Quelqu'un qui devient catholique se soumet à l'autorité de l'Eglise. Il se déclare prêt à confesser toute doctrine qu'elle confesse, par le simple fait qu'elle le confesse. Il accepte de mortifier son propre jugement pour le soumettre à un jugement supérieur, celui de l'Eglise catholique, qui lui parle très concrètement par la bouche de ses pasteurs et de son Magistère. C'est un acte de soumission dans la foi, assez analogue à celui que fait normalement tout chrétien vis-à-vis du Christ. Le fait que cet acte soit personnel et librement consenti ne lui retire pas de sa réalité et de sa force.
On ne voit rien de tel chez le protestant, qui reste toujours dans l'attitude décrite plus haut, celle qui consiste à toujours évaluer toute chose à la lumière (c'est inévitable) de son interprétation de l'Ecriture.
Donc en un sens l'objection de Frédo est vraie, mais il est faux d'affirmer que l'attitude herméneutique catholique se réduit à l'attitude herméneutique protestante, pour cette raison précise.

Enfin, j'aimerais poser une dernière question : le Sola Scriptura est-il au moins historique ? Que nous disent les Pères à ce sujet ?
Il suffira que je cite, entre autres, Irénée, Vincent de Lérins, Tertullien et Basile, tous des témoins importants en la matière.

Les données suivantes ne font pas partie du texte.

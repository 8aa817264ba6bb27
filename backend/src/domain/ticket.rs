//! Tickets sold for a point of interest.

use serde::{Deserialize, Serialize};
use utoipa::ToSchema;

use super::{PoiId, TicketId};

/// Validation errors raised while building a [`TicketDraft`].
#[derive(Debug, Clone, PartialEq, thiserror::Error)]
pub enum TicketValidationError {
    /// The price was NaN, infinite, or negative.
    #[error("price must be a finite, non-negative amount")]
    InvalidPrice,
}

/// Reference to a POI by identifier, serialised as `{"id": n}`.
#[derive(Debug, Clone, Copy, PartialEq, Eq, Serialize, Deserialize, ToSchema)]
pub struct PoiRef {
    /// Referenced POI.
    #[schema(value_type = i64, example = 1)]
    pub id: PoiId,
}

/// Ticket granting access to a POI.
#[derive(Debug, Clone, PartialEq, Serialize, Deserialize, ToSchema)]
pub struct Ticket {
    /// Store-assigned identifier.
    #[schema(value_type = i64, example = 3)]
    pub id: TicketId,
    /// POI the ticket is valid for.
    pub poi: PoiRef,
    /// Price in the operator's currency.
    #[schema(example = 50.0)]
    pub price: f64,
    /// How the traveller reaches the POI.
    #[schema(example = "Avion")]
    pub transport_mode: Option<String>,
}

/// Validated fields for creating or replacing a ticket.
#[derive(Debug, Clone, PartialEq)]
pub struct TicketDraft {
    poi_id: PoiId,
    price: f64,
    transport_mode: Option<String>,
}

impl TicketDraft {
    /// Validate ticket fields.
    ///
    /// # Examples
    /// ```
    /// use travel_backend::domain::{PoiId, TicketDraft};
    ///
    /// assert!(TicketDraft::new(PoiId::new(1), 50.0, Some("Avion".into())).is_ok());
    /// assert!(TicketDraft::new(PoiId::new(1), -1.0, None).is_err());
    /// ```
    pub fn new(
        poi_id: PoiId,
        price: f64,
        transport_mode: Option<String>,
    ) -> Result<Self, TicketValidationError> {
        if !price.is_finite() || price < 0.0 {
            return Err(TicketValidationError::InvalidPrice);
        }
        Ok(Self {
            poi_id,
            price,
            transport_mode,
        })
    }

    /// Referenced POI.
    pub fn poi_id(&self) -> PoiId {
        self.poi_id
    }

    /// Price.
    pub fn price(&self) -> f64 {
        self.price
    }

    /// Transport mode.
    pub fn transport_mode(&self) -> Option<&str> {
        self.transport_mode.as_deref()
    }
}

#[cfg(test)]
mod tests {
    use super::*;
    use rstest::rstest;

    #[rstest]
    #[case(f64::NAN)]
    #[case(f64::INFINITY)]
    #[case(-0.01)]
    fn draft_rejects_invalid_prices(#[case] price: f64) {
        assert_eq!(
            TicketDraft::new(PoiId::new(1), price, None),
            Err(TicketValidationError::InvalidPrice)
        );
    }

    #[rstest]
    fn ticket_serialises_poi_reference() {
        let ticket = Ticket {
            id: TicketId::new(4),
            poi: PoiRef { id: PoiId::new(2) },
            price: 50.0,
            transport_mode: Some("Avion".into()),
        };
        let value = serde_json::to_value(&ticket).expect("serialise ticket");
        assert_eq!(
            value,
            serde_json::json!({
                "id": 4,
                "poi": { "id": 2 },
                "price": 50.0,
                "transport_mode": "Avion",
            })
        );
    }
}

Saint Irénée de Lyon , Adversus Haereses, III, 4 :

Ainsi donc, la Tradition des apôtres, qui a été manifestée dans le monde entier, c'est en toute Église
qu'elle peut être perçue par tous ceux qui veulent voir la vérité. Et nous pourrions énumérer les évêques
qui furent établis par les apôtres dans les Églises, et leurs successeurs jusqu'à nous. Or ils n'ont rien
enseigné ni connu qui ressemble aux imaginations délirantes de ces gens-là. Si pourtant les apôtres
avaient connu des mystères secrets qu'ils auraient enseignés aux « parfaits », à part et à l'insu des autres,
c'est bien avant tout à ceux à qui ils confiaient les Églises elles-mêmes qu'ils auraient transmis ces
mystères. Car ils voulaient que fussent absolument parfaits et en tout point irréprochables ceux qu'ils
laissaient pour successeurs et à qui ils transmettaient leur propre mission d'enseignement : si ces hommes
s'acquittaient correctement de leur charge, ce serait un grand profit, tandis que, s'ils venaient à faillir, ce
serait le pire malheur.
Mais comme il serait trop long, dans un ouvrage tel que celui-ci, d'énumérer les successions de toutes les
Églises, nous prendrons seulement l'une d'entre elles, l'Église très grande, très ancienne et connue de
tous, que les deux très glorieux apôtres Pierre et Paul fondèrent et établirent à Rome; en montrant que la
Tradition qu'elle tient des apôtres et la foi qu'elle annonce aux hommes sont parvenues jusqu'à nous par
des successions d'évêques, nous confondrons tous ceux qui, de quelque manière que ce soit, ou par
infatuation, ou par vaine gloire, ou par aveuglement et erreur doctrinale, constituent des groupements
illégitimes : car avec cette Église, en raison de son origine plus excellente, doit nécessairement s'accorder
toute Église, c'est-à-dire les fidèles de partout, — elle en qui toujours, au bénéfice de ces gens de
partout, a été conservée la Tradition qui vient des apôtres.

[ici il énumère la succession des évêques de Rome jusqu'à ses jours, puis mentionne Polycarpe et l'apôtre Jean]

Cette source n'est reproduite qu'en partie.